◆ **Your objective**
Every line that contains the word "FrameTransform" should be copied from the records below.

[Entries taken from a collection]
· · ·

//! Externally driven frame transform

use indexmap::IndexMap;
use seqframe_core::{Frame, Key, SyncError, SyncResult, Time, TimedValue};
use seqframe_cursor::{check_advance, drive, FrameSource, Synchronizable};

/// What a transform does when asked to move to its current time again
#[derive(Clone, Copy, Debug, PartialEq, Eq, Default)]
pub enum SameTimePolicy {
    /// Treat the call as a no-op
    #[default]
    Ignore,
    /// Fail like every other cursor
    Reject,
}

/// Frame transform configuration
#[derive(Clone, Debug, Default)]
pub struct TransformConfig {
    /// Re-entry at the current time
    pub same_time: SameTimePolicy,
}

impl TransformConfig {
    /// Strictly monotonic, matching plain cursors
    pub fn strict() -> Self {
        TransformConfig {
            same_time: SameTimePolicy::Reject,
        }
    }
}

/// Frame sink driven step by step from outside.
///
/// Each move advances the source and appends its current items to the
/// output frame. By default a repeated move to the current time is
/// tolerated and does nothing, so an external driver can re-issue the same
/// instant safely.
pub struct FrameTransform<K, T, V, S> {
    source: S,
    output: Frame<K, T, V>,
    last_time: Option<T>,
    config: TransformConfig,
}

impl<K: Key, T: Time, V: Clone, S: FrameSource<K, T, V>> FrameTransform<K, T, V, S> {
    pub fn new(source: S) -> Self {
        Self::with_config(source, TransformConfig::default())
    }

    pub fn with_config(source: S, config: TransformConfig) -> Self {
        FrameTransform {
            source,
            output: Frame::new(),
            last_time: None,
            config,
        }
    }

    /// Drive the source until exhausted; returns the number of steps
    pub fn run_to_end(&mut self) -> SyncResult<usize> {
        let steps = drive(self, |_| Ok(()))?;
        tracing::debug!(
            steps,
            keys = self.output.len(),
            items = self.output.item_count(),
            "frame transform drained"
        );
        Ok(steps)
    }

    pub fn config(&self) -> &TransformConfig {
        &self.config
    }

    pub fn source(&self) -> &S {
        &self.source
    }

    pub fn frame(&self) -> &Frame<K, T, V> {
        &self.output
    }

    pub fn into_frame(self) -> Frame<K, T, V> {
        self.output
    }
}

impl<K: Key, T: Time, V: Clone, S: FrameSource<K, T, V>> Synchronizable<T>
    for FrameTransform<K, T, V, S>
{
    fn next_time(&self) -> Option<T> {
        self.source.next_time()
    }

    fn move_to_time(&mut self, time: T) -> SyncResult<()> {
        if self.config.same_time == SameTimePolicy::Ignore
            && self.last_time.as_ref() == Some(&time)
        {
            tracing::trace!(time = ?time, "transform re-entered at current time");
            return Ok(());
        }
        check_advance(self.last_time.as_ref(), &time)?;

        self.source.move_to_time(time.clone())?;
        for (key, item) in self.source.current_items()? {
            self.output
                .add(key.clone(), item.time().clone(), item.value().clone())?;
        }
        self.last_time = Some(time);
        Ok(())
    }

    fn current_time(&self) -> SyncResult<&T> {
        self.last_time.as_ref().ok_or(SyncError::CursorNotStarted)
    }
}

impl<K: Key, T: Time, V: Clone, S: FrameSource<K, T, V>> FrameSource<K, T, V>
    for FrameTransform<K, T, V, S>
{
    fn current_items(&self) -> SyncResult<&IndexMap<K, TimedValue<T, V>>> {
        self.source.current_items()
    }

    fn moved_items(&self) -> &IndexMap<K, Vec<TimedValue<T, V>>> {
        self.source.moved_items()
    }
}

#[cfg(test)]
mod tests {
    use super::*;
    use seqframe_cursor::FrameCursorExt;
    use seqframe_filter::{Diff, FrameFilter};

    fn frame() -> Frame<&'static str, i64, i64> {
        let mut frame = Frame::new();
        for (t, v) in [(1, 1), (2, 4), (4, 16)] {
            frame.add("sq", t, v).unwrap();
        }
        frame
    }

    #[test]
    fn test_transform_same_time_is_noop() {
        let source = frame();
        let mut transform = FrameTransform::new(source.cursor());

        transform.move_to_time(1).unwrap();
        transform.move_to_time(1).unwrap();
        transform.move_to_time(2).unwrap();

        assert_eq!(transform.frame().require_seq(&"sq").unwrap().len(), 2);
        assert!(matches!(
            transform.move_to_time(1),
            Err(SyncError::NonMonotonicAdvance { .. })
        ));
    }

    #[test]
    fn test_transform_strict_policy() {
        let source = frame();
        let mut transform = FrameTransform::with_config(source.cursor(), TransformConfig::strict());

        transform.move_to_time(1).unwrap();
        assert!(matches!(
            transform.move_to_time(1),
            Err(SyncError::NonMonotonicAdvance { .. })
        ));
    }

    #[test]
    fn test_transform_run_to_end_after_manual_steps() {
        let source = frame();
        let mut transform = FrameTransform::new(FrameFilter::new(source.cursor()).with_filter(&Diff));

        transform.move_to_time(2).unwrap();
        transform.move_to_time(2).unwrap();
        assert_eq!(transform.run_to_end().unwrap(), 1);

        let values: Vec<(i64, i64)> = transform
            .into_frame()
            .require_seq(&"sq")
            .unwrap()
            .to_vec()
            .iter()
            .map(|i| (*i.time(), *i.value()))
            .collect();
        assert_eq!(values, vec![(2, 3), (4, 12)]);
    }

    #[test]
    fn test_transform_not_started() {
        let source = frame();
        let transform = FrameTransform::new(source.cursor());
        assert!(matches!(transform.current_time(), Err(SyncError::CursorNotStarted)));
    }
}
//! Cube - two-level keyed collection of frames

use indexmap::IndexMap;

use crate::{Frame, Key, SharedSequence, SyncError, SyncResult, Time};

/// Frames keyed by an outer key; each frame keys sequences by an inner key
#[derive(Clone, Debug)]
pub struct Cube<K1, K2, T, V> {
    frames: IndexMap<K1, Frame<K2, T, V>>,
}

impl<K1: Key, K2: Key, T: Time, V> Cube<K1, K2, T, V> {
    pub fn new() -> Self {
        Cube {
            frames: IndexMap::new(),
        }
    }

    pub fn add(&mut self, k1: K1, k2: K2, time: T, value: V) -> SyncResult<()> {
        self.frame_entry(k1).add(k2, time, value)
    }

    pub fn stage(&mut self, k1: K1, k2: K2, time: T, value: V) {
        self.frame_entry(k1).stage(k2, time, value)
    }

    /// Register an existing sequence at (k1, k2)
    pub fn add_seq(
        &mut self,
        k1: K1,
        k2: K2,
        seq: impl Into<SharedSequence<T, V>>,
    ) -> SyncResult<()> {
        self.frame_entry(k1).add_seq(k2, seq)
    }

    /// Accept staged items in every frame; the first failure is returned
    pub fn accept_staged(&mut self) -> SyncResult<()> {
        let mut first_err = None;
        for frame in self.frames.values_mut() {
            if let Err(e) = frame.accept_staged() {
                first_err.get_or_insert(e);
            }
        }
        match first_err {
            Some(e) => Err(e),
            None => Ok(()),
        }
    }

    pub fn clear_staged(&mut self) {
        for frame in self.frames.values_mut() {
            frame.clear_staged();
        }
    }

    pub fn get_frame(&self, k1: &K1) -> Option<&Frame<K2, T, V>> {
        self.frames.get(k1)
    }

    pub fn require_frame(&self, k1: &K1) -> SyncResult<&Frame<K2, T, V>> {
        self.frames.get(k1).ok_or_else(|| SyncError::unknown_key(k1))
    }

    pub fn get_seq(&self, k1: &K1, k2: &K2) -> Option<&SharedSequence<T, V>> {
        self.frames.get(k1).and_then(|frame| frame.get_seq(k2))
    }

    pub fn require_seq(&self, k1: &K1, k2: &K2) -> SyncResult<&SharedSequence<T, V>> {
        self.require_frame(k1)?.require_seq(k2)
    }

    pub fn keys(&self) -> impl Iterator<Item = &K1> {
        self.frames.keys()
    }

    pub fn iter(&self) -> impl Iterator<Item = (&K1, &Frame<K2, T, V>)> {
        self.frames.iter()
    }

    /// Every (k1, k2, sequence) edge, outer key major
    pub fn edges(&self) -> impl Iterator<Item = (&K1, &K2, &SharedSequence<T, V>)> {
        self.frames
            .iter()
            .flat_map(|(k1, frame)| frame.iter().map(move |(k2, seq)| (k1, k2, seq)))
    }

    pub fn len(&self) -> usize {
        self.frames.len()
    }

    pub fn is_empty(&self) -> bool {
        self.frames.is_empty()
    }

    /// Transpose the two key levels.
    ///
    /// Every (k1, k2) edge becomes (k2, k1) and keeps pointing at the same
    /// sequence; no items are copied. Both key levels of the result are in
    /// sorted order, so a cube whose keys are sorted comes back unchanged,
    /// key order included, from `reshuffle().reshuffle()`.
    pub fn reshuffle(&self) -> Cube<K2, K1, T, V>
    where
        K1: Ord,
        K2: Ord,
    {
        let mut out = Cube::new();
        for (k1, k2, seq) in self.edges() {
            // (k1, k2) pairs are unique, so (k2, k1) is never taken twice
            out.frame_entry(k2.clone()).insert_seq(k1.clone(), seq.clone());
        }
        out.sort_keys();
        tracing::debug!(frames = self.len(), reshuffled = out.len(), "cube reshuffled");
        out
    }

    /// Reorder both key levels
    pub fn sort_keys(&mut self)
    where
        K1: Ord,
        K2: Ord,
    {
        self.frames.sort_keys();
        for frame in self.frames.values_mut() {
            frame.sort_keys();
        }
    }

    fn frame_entry(&mut self, k1: K1) -> &mut Frame<K2, T, V> {
        self.frames.entry(k1).or_default()
    }
}

impl<K1: Key, K2: Key, T: Time, V> Default for Cube<K1, K2, T, V> {
    fn default() -> Self {
        Self::new()
    }
}

#[cfg(test)]
mod tests {
    use super::*;

    fn sample_cube() -> Cube<&'static str, u32, i64, f64> {
        let mut cube = Cube::new();
        cube.add("a", 1, 10, 1.0).unwrap();
        cube.add("a", 2, 11, 2.0).unwrap();
        cube.add("b", 2, 12, 3.0).unwrap();
        cube.add("b", 3, 13, 4.0).unwrap();
        cube
    }

    fn edge_keys<K1: Key + Copy, K2: Key + Copy, T: Time, V>(cube: &Cube<K1, K2, T, V>) -> Vec<(K1, K2)> {
        cube.edges().map(|(k1, k2, _)| (*k1, *k2)).collect()
    }

    #[test]
    fn test_cube_add_creates_frames() {
        let cube = sample_cube();
        assert_eq!(cube.len(), 2);
        assert_eq!(cube.require_frame(&"a").unwrap().len(), 2);
        assert!(cube.get_seq(&"a", &3).is_none());
        assert!(matches!(cube.require_frame(&"z"), Err(SyncError::UnknownKey(_))));
    }

    #[test]
    fn test_reshuffle_swaps_keys_and_shares_sequences() {
        let cube = sample_cube();
        let flipped = cube.reshuffle();

        let keys: Vec<u32> = flipped.keys().copied().collect();
        assert_eq!(keys, vec![1, 2, 3]);
        assert_eq!(flipped.require_frame(&2).unwrap().len(), 2);

        for (k1, k2, seq) in cube.edges() {
            let other = flipped.require_seq(k2, k1).unwrap();
            assert!(seq.ptr_eq(other));
        }
    }

    #[test]
    fn test_reshuffle_involution() {
        let cube = sample_cube();
        let back = cube.reshuffle().reshuffle();

        assert_eq!(back.edges().count(), cube.edges().count());
        for (k1, k2, seq) in cube.edges() {
            assert!(seq.ptr_eq(back.require_seq(k1, k2).unwrap()));
        }
    }

    #[test]
    fn test_reshuffle_restores_key_order() {
        let mut cube: Cube<&str, &str, i64, i64> = Cube::new();
        cube.add("a", "y", 1, 1).unwrap();
        cube.add("b", "x", 2, 2).unwrap();
        cube.add("b", "y", 3, 3).unwrap();

        let back = cube.reshuffle().reshuffle();
        assert_eq!(edge_keys(&back), vec![("a", "y"), ("b", "x"), ("b", "y")]);
        assert_eq!(edge_keys(&back), edge_keys(&cube));
    }

    #[test]
    fn test_reshuffle_sorts_unsorted_cube() {
        let mut cube: Cube<u32, u32, i64, i64> = Cube::new();
        cube.add(2, 9, 1, 1).unwrap();
        cube.add(1, 9, 1, 1).unwrap();
        cube.add(1, 3, 1, 1).unwrap();

        let flipped = cube.reshuffle();
        assert_eq!(flipped.keys().copied().collect::<Vec<_>>(), vec![3, 9]);
        assert_eq!(flipped.require_frame(&9).unwrap().keys().copied().collect::<Vec<_>>(), vec![1, 2]);

        let mut sorted = cube.clone();
        sorted.sort_keys();
        assert_eq!(edge_keys(&sorted), vec![(1, 3), (1, 9), (2, 9)]);
        assert_eq!(edge_keys(&flipped.reshuffle()), edge_keys(&sorted));
    }

    #[test]
    fn test_cube_stage_accept() {
        let mut cube: Cube<&str, &str, i64, i64> = Cube::new();
        cube.stage("a", "x", 2, 2);
        cube.stage("a", "x", 1, 1);
        cube.accept_staged().unwrap();

        let times: Vec<i64> = cube
            .require_seq(&"a", &"x")
            .unwrap()
            .to_vec()
            .iter()
            .map(|item| *item.time())
            .collect();
        assert_eq!(times, vec![1, 2]);
    }
}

· · ·

◆ **Task result**
pub struct FrameTransform<K, T, V, S> {
impl<K: Key, T: Time, V: Clone, S: FrameSource<K, T, V>> FrameTransform<K, T, V, S> {
        FrameTransform {
    for FrameTransform<K, T, V, S>
    for FrameTransform<K, T, V, S>
        let mut transform = FrameTransform::new(source.cursor());
        let mut transform = FrameTransform::with_config(source.cursor(), TransformConfig::strict());
        let mut transform = FrameTransform::new(FrameFilter::new(source.cursor()).with_filter(&Diff));
        let transform = FrameTransform::new(source.cursor());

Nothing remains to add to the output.